Characterising the small RNA-regulatory architecture of Acinetobacter baumannii

Abstract

The Gram-negative bacterium Acinetobacter baumannii is a significant opportunistic pathogen in critically ill and hospitalised patients. It exhibits a remarkable ability to survive under harsh environmental conditions, resisting desiccation, oxidative stress, and exposure to disinfectants. Clinical isolates frequently form biofilms and employ micronutrient acquisition strategies, allowing colonisation of surfaces in clinical settings and facilitating propagation within hosts.
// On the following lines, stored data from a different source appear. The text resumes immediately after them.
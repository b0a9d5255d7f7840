//! Game state and core simulation types
//!
//! A `GameState` owns everything for one level attempt. Level transitions and
//! restarts rebuild it wholesale; no entity survives a level boundary.

use glam::Vec2;
use rand::SeedableRng;
use rand_pcg::Pcg32;
use serde::Serialize;

use super::collision::{Platform, Rect};
use super::level::{self, LevelConfig};
use super::notify::{Notification, NotificationTimer};
use super::progression::Rating;
use super::tick::FrameClock;
use crate::consts::*;
use crate::settings::Settings;

/// Current mode of the session
#[derive(Debug, Clone, Copy, PartialEq, Serialize)]
pub enum GamePhase {
    /// Level built, waiting for the host to start play
    Ready,
    /// Active gameplay
    Playing,
    /// A notification popup blocks player input until dismissed
    Interrupted { notification: Notification },
    /// Level attempt is over
    Ended { outcome: Outcome },
}

/// Result handed to the host when a level attempt ends
#[derive(Debug, Clone, Copy, PartialEq, Eq, Serialize)]
pub struct Outcome {
    pub won: bool,
    pub score: u64,
    pub level: u32,
    /// Wall-clock run time, only set on full-game victory
    pub elapsed_ms: Option<u64>,
    /// Performance tier, only set on full-game victory
    pub rating: Option<Rating>,
}

impl Outcome {
    /// Whether the host may offer a "next level" transition
    pub fn can_advance(&self) -> bool {
        self.won && self.level < MAX_LEVEL
    }
}

/// Discrete events raised during a tick, for audio/effects collaborators
#[derive(Debug, Clone, Copy, PartialEq, Serialize)]
pub enum GameEvent {
    Jump,
    Attack { origin: Vec2, direction: f32 },
    EnemyHit { id: u32, pos: Vec2 },
    EnemyDefeated { id: u32, kind: EnemyKind, points: u64, pos: Vec2 },
    CodeCommitted { pos: Vec2 },
    PlayerHit { damage: i32, pos: Vec2 },
    GoalCollected { index: usize, pos: Vec2 },
    Victory,
    GameOver,
    NotificationShown { notification: Notification },
    LevelEnded { outcome: Outcome },
}

/// Physical state shared by the player and enemies
#[derive(Debug, Clone, Serialize)]
pub struct Body {
    /// Top-left corner
    pub pos: Vec2,
    /// Collision size (smaller than the rendered sprite)
    pub size: Vec2,
    pub velocity_y: f32,
    /// Transient horizontal impulse, decays toward zero
    pub knockback_x: f32,
    pub on_ground: bool,
}

impl Body {
    pub fn new(pos: Vec2, size: Vec2) -> Self {
        Self {
            pos,
            size,
            velocity_y: 0.0,
            knockback_x: 0.0,
            on_ground: true,
        }
    }

    #[inline]
    pub fn rect(&self) -> Rect {
        Rect::from_pos_size(self.pos, self.size)
    }

    #[inline]
    pub fn center(&self) -> Vec2 {
        self.pos + self.size / 2.0
    }
}

/// Sword swing state
#[derive(Debug, Clone, Copy, PartialEq, Serialize)]
pub enum AttackState {
    Idle,
    /// `progress` runs 0..1 over the swing; `hit_resolved` is set once the
    /// blade has been tested against enemies
    Swinging { progress: f32, hit_resolved: bool },
}

/// Player life cycle
#[derive(Debug, Clone, Copy, PartialEq, Serialize)]
pub enum PlayerLife {
    Alive,
    /// Death animation running; `timer` counts up
    Dying { timer: f32 },
}

/// The player-controlled octopus
#[derive(Debug, Clone, Serialize)]
pub struct Player {
    pub body: Body,
    pub render_size: Vec2,
    /// May dip below zero for a frame before the death check runs
    pub health: i32,
    pub max_health: i32,
    pub speed: f32,
    /// -1.0 (left) or 1.0 (right)
    pub direction: f32,
    pub attack: AttackState,
    /// Seconds until the next swing may start
    pub attack_cooldown: f32,
    pub life: PlayerLife,
    pub has_won: bool,
}

impl Default for Player {
    fn default() -> Self {
        Self {
            body: Body::new(PLAYER_START, PLAYER_SIZE),
            render_size: PLAYER_RENDER_SIZE,
            health: PLAYER_MAX_HEALTH,
            max_health: PLAYER_MAX_HEALTH,
            speed: PLAYER_SPEED,
            direction: 1.0,
            attack: AttackState::Idle,
            attack_cooldown: 0.0,
            life: PlayerLife::Alive,
            has_won: false,
        }
    }
}

impl Player {
    #[inline]
    pub fn is_dying(&self) -> bool {
        matches!(self.life, PlayerLife::Dying { .. })
    }

    #[inline]
    pub fn is_attacking(&self) -> bool {
        matches!(self.attack, AttackState::Swinging { .. })
    }

    /// Swing progress for the renderer (0 when idle)
    pub fn attack_progress(&self) -> f32 {
        match self.attack {
            AttackState::Swinging { progress, .. } => progress,
            AttackState::Idle => 0.0,
        }
    }

    /// Health as shown on the HUD (never negative)
    pub fn display_health(&self) -> i32 {
        self.health.max(0)
    }
}

/// Enemy types. Type decides looks, stats and points; behaviour is shared.
#[derive(Debug, Clone, Copy, PartialEq, Eq, Serialize)]
pub enum EnemyKind {
    Bug,
    Conflict,
    Legacy,
    Timeout,
    Boss,
}

impl EnemyKind {
    /// Kinds that spawn on regular platforms
    pub const REGULAR: [EnemyKind; 4] = [
        EnemyKind::Bug,
        EnemyKind::Conflict,
        EnemyKind::Legacy,
        EnemyKind::Timeout,
    ];

    pub fn base_health(self, level: u32) -> i32 {
        match self {
            EnemyKind::Boss => 50 + (level.saturating_sub(3) as i32) * 25,
            _ => 50,
        }
    }

    /// Speed before the level multiplier (pixels/s)
    pub fn base_speed(self) -> f32 {
        match self {
            EnemyKind::Bug => 50.0,
            EnemyKind::Conflict => 60.0,
            EnemyKind::Legacy => 30.0,
            EnemyKind::Timeout => 80.0,
            EnemyKind::Boss => 40.0,
        }
    }

    pub fn points(self, level: u32) -> u64 {
        match self {
            EnemyKind::Bug => 10,
            EnemyKind::Conflict => 15,
            EnemyKind::Legacy => 20,
            EnemyKind::Timeout => 12,
            EnemyKind::Boss => 100 * level as u64,
        }
    }

    pub fn emoji(self, level: u32) -> &'static str {
        match self {
            EnemyKind::Bug => "🐛",
            EnemyKind::Conflict => "⚡",
            EnemyKind::Legacy => "💩",
            EnemyKind::Timeout => "⏰",
            EnemyKind::Boss => match level {
                4 => "🤖",
                5 => "👾",
                _ => "👹",
            },
        }
    }
}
Moreover, many A. baumannii strains are acquiring multidrug resistance (MDR), limiting the efficacy of antimicrobial treatments and underscoring the urgent need to understand the genetic regulators underpinning its environmental persistence and MDR mechanisms. While much attention has been given to transcriptional regulators, the role of bacterial small RNAs (sRNAs) in A. baumannii remains poorly characterised. sRNAs are known to regulate gene expression in other bacteria through direct, imperfect antisense base-pairing. This study sought to elucidate A. baumannii sRNA interactions by identifying their RNA partners using Hi-GRIL-seq, a high-throughput RNA proximity ligation and sequencing technique applied under several experimental conditions. We identified forty sRNAs forming sRNA-RNA chimeras, suggesting their involvement in gene regulation in A. baumannii. One sRNA, Aar, was found to regulate four mRNA targets, including the outer membrane protein CarO. Aar binds the translational initiation regions of these targets via a conserved seed region, as demonstrated through both in vitro and in vivo approaches. This binding inhibits translation without inducing mRNA degradation. Overexpression of Aar led to reduced CarO levels, highlighting its role in fine-tuning outer membrane protein expression. Another sRNA, Arp, was found to regulate the major type IV pilin subunit PilA, crucial for DNA uptake in A. baumannii. Arp sequesters the translational initiation region of pilA mRNA, preventing ribosome binding in a heterologous reporter system. While further work is needed to fully understand Arp's function, it may shed light on the mechanisms controlling horizontal gene transfer in this pathogen. This study provides the first mechanistic insights into post-transcriptional regulation in A. baumannii and serves as a valuable resource for future RNA-centred investigations in this organism.